Иногда на окраине парка являлся переодетый крестьянином егерь Викторина. Я никогда не упускал случая тайно переговорить с ним, строго приказывая держать все наготове, чтобы мы могли тотчас бежать при какой-либо неожиданной опасности. Барон и Рейнгольд были, кажется, чрезвычайно довольны мною и настаивали на том, чтобы я сделал попытку повлиять на задумчивого, подавленного тоской Гермогена. Однако мне не удавалось с ним переговорить: он, видимо, избегал оставаться наедине со мною. Когда же Гермоген случайно встречался со мной в присутствии барона или Рейнгольда, то бросал на меня такие странные взгляды, что я должен был напрягать всю силу воли, дабы не выдать своего замешательства. Мне чудилось, будто этот безумец проникал в самую глубину моей души и читал сокровеннейшие мои мысли. На бледном лице его, как только я попадался ему на глаза, появлялось выражение досады, подавленного негодования и с трудом сдерживаемого гнева. Однажды, прогуливаясь в парке, я неожиданно повстречался с Гермогеном и решил воспользоваться благоприятным случаем, чтобы по возможности улучшить наши тягостные отношения. Поэтому, когда Гермоген, по обыкновению, хотел скрыться от меня, я схватил его за руку и удержал возле себя. Пустив в ход все свое красноречие, я добился того, что несчастный юноша стал вслушиваться внимательнее: он был, очевидно, растроган моими словами и не мог подавить своего волнения. Мы сели рядом на каменную скамью в конце аллеи, ведущей к замку. Мое красноречие все разгоралось. Я напомнил Гермогену о том, как грешно человеку, снедаемому глубокой душевной тоской, пренебрегать утешением церкви и упорно отказываться от ее помощи, забывая, что именно церковь поддерживает и подкрепляет всех удрученных горем. Я указал, как грешно и безрассудно поступает тот, кто умышленно идет против целей жизни, предназначенных ему Провидением. Ведь даже самый закоренелый преступник не должен отчаиваться во всепрощающей благости Божественного милосердия, потому что только сомнение лишает его блаженства, которого он, очищенный покаянием и последующей благочестивой жизнью, мог бы еще достигнуть. Наконец, я стал побуждать Гермогена к исповеди, убеждая открыть мне, как перед Богом, свою душу, причем наперед обещал ему отпустить все его грехи. Гермоген вдруг вскочил. Брови его сдвинулись, глаза метали молнии, мертвенно-бледное лицо покрылось ярким румянцем.

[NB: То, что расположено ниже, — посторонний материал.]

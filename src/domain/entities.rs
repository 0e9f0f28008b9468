//! Domain entities mirrored from persistent storage.

use serde::{Deserialize, Serialize};
use time::OffsetDateTime;

/// A registered account. Email is the canonical login identifier and is
/// unique at write time; the password hash never leaves this record.
#[derive(Debug, Clone, PartialEq)]
pub struct UserRecord {
    pub id: i64,
    pub email: String,
    pub username: String,
    pub password_hash: String,
    pub is_staff: bool,
    pub is_superuser: bool,
    pub created_at: OffsetDateTime,
}

/// A catalog item. Names are unique; the id is assigned by the store.
///
/// Serialization doubles as the cache snapshot format, so the wire shape
/// and the cached shape are the same by construction.
#[derive(Debug, Clone, PartialEq, Serialize, Deserialize)]
pub struct ItemRecord {
    pub id: i64,
    pub name: String,
    pub description: String,
}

— Разве ты чист от греха, — воскликнул он резким, пронзительным голосом, — что осмеливаешься, словно праведник, или нет — словно сам Бог, над которым так нагло издеваешься, — заглядывать в мою душу! Как дерзаешь ты обещать мне отпустить грехи, когда ты сам тщетно будешь молить о прощении собственных своих грехов и о райском блаженстве, навсегда тобою утраченном! Жалкий лицемер! Час возмездия близок. Напрасно будешь ты, растоптанный в прах, как ядовитый червь, и корчась в муках, молить о помощи и стенать об освобождении, пока, наконец, не издохнешь в безумии и отчаянии!

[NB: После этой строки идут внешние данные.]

use async_trait::async_trait;

use crate::application::repos::{ItemsRepo, NewItemParams, RepoError, UpdateItemParams};
use crate::domain::entities::ItemRecord;

use super::{SqliteRepositories, map_sqlx_error};

#[derive(sqlx::FromRow)]
struct ItemRow {
    id: i64,
    name: String,
    description: String,
}

impl From<ItemRow> for ItemRecord {
    fn from(row: ItemRow) -> Self {
        Self {
            id: row.id,
            name: row.name,
            description: row.description,
        }
    }
}

#[async_trait]
impl ItemsRepo for SqliteRepositories {
    async fn create_item(&self, params: NewItemParams) -> Result<ItemRecord, RepoError> {
        let row = sqlx::query_as::<_, ItemRow>(
            r#"
            INSERT INTO items (name, description)
            VALUES (?1, ?2)
            RETURNING id, name, description
            "#,
        )
        .bind(&params.name)
        .bind(&params.description)
        .fetch_one(self.pool())
        .await
        .map_err(map_sqlx_error)?;

        Ok(row.into())
    }

    async fn find_item(&self, id: i64) -> Result<Option<ItemRecord>, RepoError> {
        let row = sqlx::query_as::<_, ItemRow>(
            "SELECT id, name, description FROM items WHERE id = ?1",
        )
        .bind(id)
        .fetch_optional(self.pool())
        .await
        .map_err(map_sqlx_error)?;

        Ok(row.map(ItemRecord::from))
    }

    async fn update_item(&self, params: UpdateItemParams) -> Result<ItemRecord, RepoError> {
        let row = sqlx::query_as::<_, ItemRow>(
            r#"
            UPDATE items
            SET name = ?1, description = ?2
            WHERE id = ?3
            RETURNING id, name, description
            "#,
        )
        .bind(&params.name)
        .bind(&params.description)
        .bind(params.id)
        .fetch_optional(self.pool())
        .await
        .map_err(map_sqlx_error)?;

        row.map(ItemRecord::from).ok_or(RepoError::NotFound)
    }

    async fn delete_item(&self, id: i64) -> Result<(), RepoError> {
        let result = sqlx::query("DELETE FROM items WHERE id = ?1")
            .bind(id)
            .execute(self.pool())
            .await
            .map_err(map_sqlx_error)?;

        if result.rows_affected() == 0 {
            return Err(RepoError::NotFound);
        }
        Ok(())
    }

    async fn list_items(&self) -> Result<Vec<ItemRecord>, RepoError> {
        let rows = sqlx::query_as::<_, ItemRow>(
            "SELECT id, name, description FROM items ORDER BY id",
        )
        .fetch_all(self.pool())
        .await
        .map_err(map_sqlx_error)?;

        Ok(rows.into_iter().map(ItemRecord::from).collect())
    }
}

И Гермоген быстро ушел, оставив меня раздавленным, уничтоженным, сраженным. Мое спокойствие рассеялось как дым. В это мгновение я увидел Евфимию, которая в шляпке и шали выходила на прогулку. У нее одной я мог еще найти утешение и помощь, а потому стремительно бросился к ней навстречу. Баронессу не на шутку испугал мой расстроенный вид. Она осведомилась о причине моего волнения, и я откровенно передал ей свое неприятное приключение с сумасшедшим Гермогеном. При этом я высказал опасение, не разгадал ли ее пасынок каким-либо необъяснимым образом нашу тайну. Евфимию как будто ничуть не удивило все случившееся, она только улыбнулась в ответ, но так странно, что мне стало жутко, и промолвила:

— Пойдем немного дальше в парк: здесь нас легко могут заметить. Пожалуй, покажется подозрительным, что почтенный отец Медард с таким жаром разговаривает со мной.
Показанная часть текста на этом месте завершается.